Mia Farrow: Son Ronan 'Possibly' Fathered by Frank Sinatra (& Not Woody Allen) - Scandals & Feuds, Sex Scandals, Celebrity Scandals, Frank Sinatra, Mia Farrow, Nancy Sinatra, Soon-Yi Previn, Woody Allen : People.com


----------



## toonaive (Dec 13, 2012)

If it is proven that he was sired by Frank Sinatra, i guess he can go after part of that estate?


----------



## Jasel (Jan 8, 2013)

Ugh. This is why I'm for having kids DNA tested at birth. As far as the father is concerned anyway.


----------



## 3putt (Dec 3, 2012)

Jasel said:


> Ugh. This is why I'm for having kids DNA tested at birth.
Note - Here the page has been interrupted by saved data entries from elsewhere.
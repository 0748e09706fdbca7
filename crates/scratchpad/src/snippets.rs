#[derive(Debug, Clone, Copy, PartialEq, Eq)]
pub struct Example {
    pub name: &'static str,
    pub filename: &'static str,
    pub source_code: &'static str,
}

macro_rules! make_example {
    ($name:literal) => {{
        Example {
            name: $name,
            filename: concat!($name, ".py"),
            source_code: include_str!(concat!("../snippets/", $name, ".py")),
        }
    }};
}

pub static EXAMPLES: [Example; 5] = [
    make_example!("hello"),
    make_example!("loops"),
    make_example!("errors"),
    make_example!("exit"),
    make_example!("files"),
];

pub fn names() -> Vec<&'static str> {
    EXAMPLES.iter().map(|example| example.name).collect()
}

pub fn find(name: &str) -> Option<&'static Example> {
    EXAMPLES.iter().find(|example| example.name == name)
}

#[cfg(test)]
mod tests {
    use super::*;

    #[test]
    fn every_example_is_reachable_by_name() {
        for example in &EXAMPLES {
            assert_eq!(find(example.name), Some(example));
            assert!(!example.source_code.trim().is_empty());
        }
        assert_eq!(find("missing"), None);
    }
}
//! One runtime load per session, shared by every caller.

use std::cell::Cell;
use std::future::Future;
use std::rc::Rc;

use futures_util::future::{FutureExt, LocalBoxFuture, Shared};
use log::{error, info};

use crate::error::LoadError;
use crate::exec::Runtime;

pub type LoadResult = Result<Rc<dyn Runtime>, LoadError>;

#[derive(Debug, Clone, Copy, PartialEq, Eq)]
pub enum Readiness {
    Loading,
    Ready,
    Failed,
}

#[derive(Clone)]
pub struct RuntimeLoader {
    load: Shared<LocalBoxFuture<'static, LoadResult>>,
    readiness: Rc<Cell<Readiness>>,
}

impl RuntimeLoader {
    /// Wrap the single load attempt for this session.
    ///
    /// Nothing runs until the first [`ready`](Self::ready) is polled; after
    /// that every caller observes the same result. There is no retry.
    pub fn initialize<F>(load: F) -> Self
    where
        F: Future<Output = LoadResult> + 'static,
    {
        let readiness = Rc::new(Cell::new(Readiness::Loading));
        let load = {
            let readiness = readiness.clone();
            async move {
                let result = load.await;
                match &result {
                    Ok(_) => {
                        info!("Runtime ready");
                        readiness.set(Readiness::Ready);
                    }
                    Err(load_error) => {
                        error!("Failed to load runtime: {load_error}");
                        readiness.set(Readiness::Failed);
                    }
                }
                result
            }
        };
        Self {
            load: load.boxed_local().shared(),
            readiness,
        }
    }

    pub async fn ready(&self) -> LoadResult {
        self.load.clone().await
    }

    pub fn readiness(&self) -> Readiness {
        self.readiness.get()
    }
}
//! Headless scratchpad: one [`App`] fed from stdin.

use std::fs;
use std::io::{self, BufRead};
use std::path::PathBuf;
use std::process::ExitCode;
use std::rc::Rc;

use anyhow::{Context, Result};
use log::debug;
use scratchpad::platform::cli::clock::VirtualClock;
use scratchpad::platform::cli::python::PythonRuntime;
use scratchpad::platform::cli::storage::FileStorage;
use scratchpad::{App, Command, Config, PickedFile, RuntimeLoader, Surface};

use crate::terminal::TerminalSurface;

/// A line of session input.
#[derive(Debug, PartialEq, Eq)]
enum Input {
    Command(Command),
    /// Advance virtual time so autosave can fire.
    Tick(u64),
    Show,
    Quit,
    /// Anything that is not a command goes into the editor.
    Code(String),
    Invalid(String),
}

pub async fn run(config: Config) -> Result<ExitCode> {
    let download_dir = std::env::current_dir().context("resolving the download directory")?;
    let surface = Rc::new(TerminalSurface::new(download_dir));
    let clock = VirtualClock::new();
    let store = Rc::new(FileStorage::new(config.state_dir.clone()));
    let app = App::new(
        config,
        surface.clone(),
        store,
        Rc::new(clock.clone()),
        RuntimeLoader::initialize(PythonRuntime::load()),
    );

    app.restore();
    app.boot().await;

    for line in io::stdin().lock().lines() {
        let line = line.context("reading stdin")?;
        match parse_line(&line) {
            Input::Command(command) => {
                let show_output = command == Command::Run;
                app.dispatch(command).await;
                if show_output {
                    print_output(&surface.output_text());
                }
            }
            Input::Tick(ms) => {
                let fired = clock.advance_by(ms);
                debug!("Advanced {ms}ms, {fired} timer tick(s)");
            }
            Input::Show => {
                println!("--- editor ---");
                print!("{}", surface.editor_text());
                println!("--- output ---");
                print_output(&surface.output_text());
            }
            Input::Quit => break,
            Input::Code(code) => {
                surface.append_line(&code);
                app.dispatch(Command::EditorChanged).await;
            }
            Input::Invalid(message) => eprintln!("! {message}"),
        }
    }
    Ok(ExitCode::SUCCESS)
}

fn parse_line(line: &str) -> Input {
    let Some(command) = line.strip_prefix(':') else {
        return Input::Code(line.to_string());
    };
    let (name, argument) = match command.split_once(char::is_whitespace) {
        Some((name, argument)) => (name, argument.trim()),
        None => (command, ""),
    };
    match (name, argument) {
        ("run", _) => Input::Command(Command::Run),
        ("clear-output", _) => Input::Command(Command::ClearOutput),
        ("clear-code", _) => Input::Command(Command::ClearCode),
        ("download", _) => Input::Command(Command::DownloadCode),
        ("copy", _) => Input::Command(Command::CopyOutput),
        ("theme", _) => Input::Command(Command::ToggleTheme),
        // No path is a picker closed without a choice
        ("load", "") => Input::Command(Command::LoadFile(None)),
        ("load", path) => match read_picked_file(path) {
            Ok(file) => Input::Command(Command::LoadFile(Some(file))),
            Err(error) => Input::Invalid(format!("{error:#}")),
        },
        ("fetch", "") => Input::Invalid("usage: :fetch <path>".to_string()),
        ("fetch", path) => Input::Command(Command::DownloadRuntimeFile(path.to_string())),
        ("example", "") => Input::Invalid("usage: :example <name>".to_string()),
        ("example", example) => Input::Command(Command::SelectExample(example.to_string())),
        ("tick", ms) => match ms.parse() {
            Ok(ms) => Input::Tick(ms),
            Err(_) => Input::Invalid(format!("not a number of milliseconds: `{ms}`")),
        },
        ("show", _) => Input::Show,
        ("quit", _) => Input::Quit,
        _ => Input::Invalid(format!("unknown command `:{name}`")),
    }
}

fn read_picked_file(path: &str) -> Result<PickedFile> {
    let path = PathBuf::from(path);
    let contents = fs::read_to_string(&path)
        .with_context(|| format!("cannot load {}", path.display()))?;
    let name = path
        .file_name()
        .map(|name| name.to_string_lossy().into_owned())
        .unwrap_or_default();
    Ok(PickedFile { name, contents })
}

fn print_output(output: &str) {
    print!("{output}");
    if !output.is_empty() && !output.ends_with('\n') {
        println!();
    }
}

#[cfg(test)]
mod tests {
    use super::*;

    #[test]
    fn plain_lines_are_code() {
        assert_eq!(
            parse_line("print('hi')"),
            Input::Code("print('hi')".to_string())
        );
    }

    #[test]
    fn commands_take_arguments() {
        assert_eq!(parse_line(":run"), Input::Command(Command::Run));
        assert_eq!(parse_line(":tick 5000"), Input::Tick(5000));
        assert_eq!(
            parse_line(":fetch out/data.json"),
            Input::Command(Command::DownloadRuntimeFile("out/data.json".to_string()))
        );
        assert_eq!(
            parse_line(":example loops"),
            Input::Command(Command::SelectExample("loops".to_string()))
        );
        assert_eq!(parse_line(":load"), Input::Command(Command::LoadFile(None)));
    }

    #[test]
    fn load_reads_the_host_file() {
        let dir = tempfile::tempdir().unwrap();
        let path = dir.path().join("job.py");
        fs::write(&path, "print('job')\n").unwrap();

        let input = parse_line(&format!(":load {}", path.display()));
        assert_eq!(
            input,
            Input::Command(Command::LoadFile(Some(PickedFile {
                name: "job.py".to_string(),
                contents: "print('job')\n".to_string(),
            })))
        );
    }

    #[test]
    fn bad_input_is_reported_not_fatal() {
        assert!(matches!(parse_line(":tick soon"), Input::Invalid(_)));
        assert!(matches!(parse_line(":frobnicate"), Input::Invalid(_)));
        assert!(matches!(
            parse_line(":load /definitely/not/here.py"),
            Input::Invalid(_)
        ));
    }
}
As far as the father is concerned anyway.


LOL...yeah, I would think the who's the mother part would be a wee bit obvious.

Not sure why that cracked me up. It just did.


----------



## Lovemytruck (Jul 3, 2012)

Poor Woody. Maybe that is why he started doing his kids babysitter.


----------



## theroad (Feb 20, 2012)

LostViking said:


> Just another article confirming that most Hollywood types are really just white trash with money.
> 
> Mia Farrow: Son Ronan 'Possibly' Fathered by Frank Sinatra (& Not Woody Allen) - Scandals & Feuds, Sex Scandals, Celebrity Scandals, Frank Sinatra, Mia Farrow, Nancy Sinatra, Soon-Yi Previn, Woody Allen : People.com


Sorry for Woody? Are you kidding? Another daughter of Mia's alleges abuse from him. Article in today's NY Post. Not to forget he started an affair with his adopted step daughter and left his wife for her.

Poor Woody. 

ROTFALMAO


----------



## Lovemytruck (Jul 3, 2012)

Or was that the step-daughter? So hard to remember this stuff.


----------



## SaltInWound (Jan 2, 2013)

Lovemytruck said:


> Or was that the step-daughter? So hard to remember this stuff.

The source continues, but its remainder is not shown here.